══ Record set ══
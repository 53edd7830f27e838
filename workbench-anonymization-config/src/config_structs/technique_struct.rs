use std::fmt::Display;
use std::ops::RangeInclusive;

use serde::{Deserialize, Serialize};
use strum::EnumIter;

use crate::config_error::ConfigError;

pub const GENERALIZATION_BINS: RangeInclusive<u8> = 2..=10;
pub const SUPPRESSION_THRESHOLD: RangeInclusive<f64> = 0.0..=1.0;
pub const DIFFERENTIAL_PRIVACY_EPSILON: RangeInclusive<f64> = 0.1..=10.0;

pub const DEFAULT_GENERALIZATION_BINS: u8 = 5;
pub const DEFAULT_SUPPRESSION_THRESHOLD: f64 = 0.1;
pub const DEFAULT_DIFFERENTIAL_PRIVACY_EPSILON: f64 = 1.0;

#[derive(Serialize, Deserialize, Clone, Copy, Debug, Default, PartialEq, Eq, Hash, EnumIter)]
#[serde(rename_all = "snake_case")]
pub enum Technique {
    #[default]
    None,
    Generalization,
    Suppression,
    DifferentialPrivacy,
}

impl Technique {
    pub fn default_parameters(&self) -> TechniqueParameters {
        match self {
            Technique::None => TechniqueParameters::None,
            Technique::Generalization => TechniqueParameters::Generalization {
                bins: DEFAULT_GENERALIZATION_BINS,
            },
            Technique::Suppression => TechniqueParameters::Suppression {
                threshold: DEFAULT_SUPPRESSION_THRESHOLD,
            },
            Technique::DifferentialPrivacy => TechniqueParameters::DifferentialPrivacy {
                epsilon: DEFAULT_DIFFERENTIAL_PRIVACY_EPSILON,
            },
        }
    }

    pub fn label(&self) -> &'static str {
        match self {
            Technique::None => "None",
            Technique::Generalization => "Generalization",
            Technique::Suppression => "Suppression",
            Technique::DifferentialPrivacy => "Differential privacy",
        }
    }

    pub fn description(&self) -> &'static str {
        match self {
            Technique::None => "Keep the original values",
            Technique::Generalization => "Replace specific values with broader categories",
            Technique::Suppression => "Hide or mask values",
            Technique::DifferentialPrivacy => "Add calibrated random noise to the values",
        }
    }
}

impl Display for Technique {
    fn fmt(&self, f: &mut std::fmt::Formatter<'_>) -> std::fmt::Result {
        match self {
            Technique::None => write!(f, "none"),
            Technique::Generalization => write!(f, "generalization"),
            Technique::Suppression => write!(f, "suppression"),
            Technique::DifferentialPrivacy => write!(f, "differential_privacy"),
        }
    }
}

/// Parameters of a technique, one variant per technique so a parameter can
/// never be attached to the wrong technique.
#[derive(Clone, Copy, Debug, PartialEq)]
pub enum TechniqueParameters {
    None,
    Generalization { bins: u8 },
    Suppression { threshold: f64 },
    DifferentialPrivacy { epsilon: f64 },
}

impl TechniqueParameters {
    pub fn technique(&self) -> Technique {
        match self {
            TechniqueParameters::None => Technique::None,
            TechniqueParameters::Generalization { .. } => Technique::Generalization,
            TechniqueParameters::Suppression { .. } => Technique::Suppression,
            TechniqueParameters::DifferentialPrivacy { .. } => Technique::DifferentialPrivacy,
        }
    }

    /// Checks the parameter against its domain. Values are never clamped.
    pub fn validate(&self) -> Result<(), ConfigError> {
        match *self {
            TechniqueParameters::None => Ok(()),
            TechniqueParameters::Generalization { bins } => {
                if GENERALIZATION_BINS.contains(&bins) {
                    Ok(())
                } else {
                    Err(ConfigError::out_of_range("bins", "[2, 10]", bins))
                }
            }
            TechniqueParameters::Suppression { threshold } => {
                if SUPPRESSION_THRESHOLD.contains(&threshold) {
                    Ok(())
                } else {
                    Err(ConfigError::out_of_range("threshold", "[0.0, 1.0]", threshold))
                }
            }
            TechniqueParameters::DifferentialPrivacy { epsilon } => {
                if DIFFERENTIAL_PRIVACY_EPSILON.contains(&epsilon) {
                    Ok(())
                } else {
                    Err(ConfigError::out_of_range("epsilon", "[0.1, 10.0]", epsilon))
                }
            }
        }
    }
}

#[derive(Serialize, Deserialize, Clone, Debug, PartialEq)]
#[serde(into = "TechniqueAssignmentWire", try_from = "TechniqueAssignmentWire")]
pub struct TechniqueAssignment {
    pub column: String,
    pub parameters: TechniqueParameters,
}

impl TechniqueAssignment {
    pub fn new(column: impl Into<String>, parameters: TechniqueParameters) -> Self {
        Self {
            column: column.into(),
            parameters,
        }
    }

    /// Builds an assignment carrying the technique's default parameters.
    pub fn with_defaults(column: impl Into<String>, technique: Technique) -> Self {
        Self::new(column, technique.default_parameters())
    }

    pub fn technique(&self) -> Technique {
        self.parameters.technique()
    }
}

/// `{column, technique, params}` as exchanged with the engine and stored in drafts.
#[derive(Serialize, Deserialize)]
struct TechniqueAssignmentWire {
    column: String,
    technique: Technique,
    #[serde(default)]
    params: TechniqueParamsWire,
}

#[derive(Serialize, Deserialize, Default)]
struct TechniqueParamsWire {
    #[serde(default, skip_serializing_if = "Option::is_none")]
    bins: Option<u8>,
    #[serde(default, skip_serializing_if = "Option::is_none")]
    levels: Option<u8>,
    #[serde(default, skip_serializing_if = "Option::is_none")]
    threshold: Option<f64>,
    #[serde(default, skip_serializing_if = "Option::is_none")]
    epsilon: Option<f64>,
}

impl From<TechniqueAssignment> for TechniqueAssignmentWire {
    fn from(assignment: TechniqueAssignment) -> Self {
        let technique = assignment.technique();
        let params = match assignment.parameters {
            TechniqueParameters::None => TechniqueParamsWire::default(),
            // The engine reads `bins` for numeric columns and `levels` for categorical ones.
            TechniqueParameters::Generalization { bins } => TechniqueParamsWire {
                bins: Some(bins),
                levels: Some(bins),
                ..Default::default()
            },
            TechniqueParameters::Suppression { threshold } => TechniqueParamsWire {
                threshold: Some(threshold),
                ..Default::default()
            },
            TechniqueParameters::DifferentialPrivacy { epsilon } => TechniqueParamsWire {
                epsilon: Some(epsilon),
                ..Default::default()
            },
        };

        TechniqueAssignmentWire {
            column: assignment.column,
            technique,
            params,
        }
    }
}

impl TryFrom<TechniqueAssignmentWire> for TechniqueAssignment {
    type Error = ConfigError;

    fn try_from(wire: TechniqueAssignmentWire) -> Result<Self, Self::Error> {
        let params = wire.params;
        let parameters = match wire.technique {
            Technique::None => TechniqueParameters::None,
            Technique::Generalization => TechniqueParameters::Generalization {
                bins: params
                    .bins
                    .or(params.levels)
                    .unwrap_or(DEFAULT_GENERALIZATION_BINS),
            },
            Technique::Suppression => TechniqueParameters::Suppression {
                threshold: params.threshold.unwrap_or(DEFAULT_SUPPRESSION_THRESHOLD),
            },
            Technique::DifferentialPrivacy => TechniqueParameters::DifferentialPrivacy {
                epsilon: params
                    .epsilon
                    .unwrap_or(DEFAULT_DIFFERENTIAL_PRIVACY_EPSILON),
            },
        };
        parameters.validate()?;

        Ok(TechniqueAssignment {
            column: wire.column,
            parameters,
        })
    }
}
═══
Looking at the entries above, report how many of their lines include "Result", and add nothing else.

3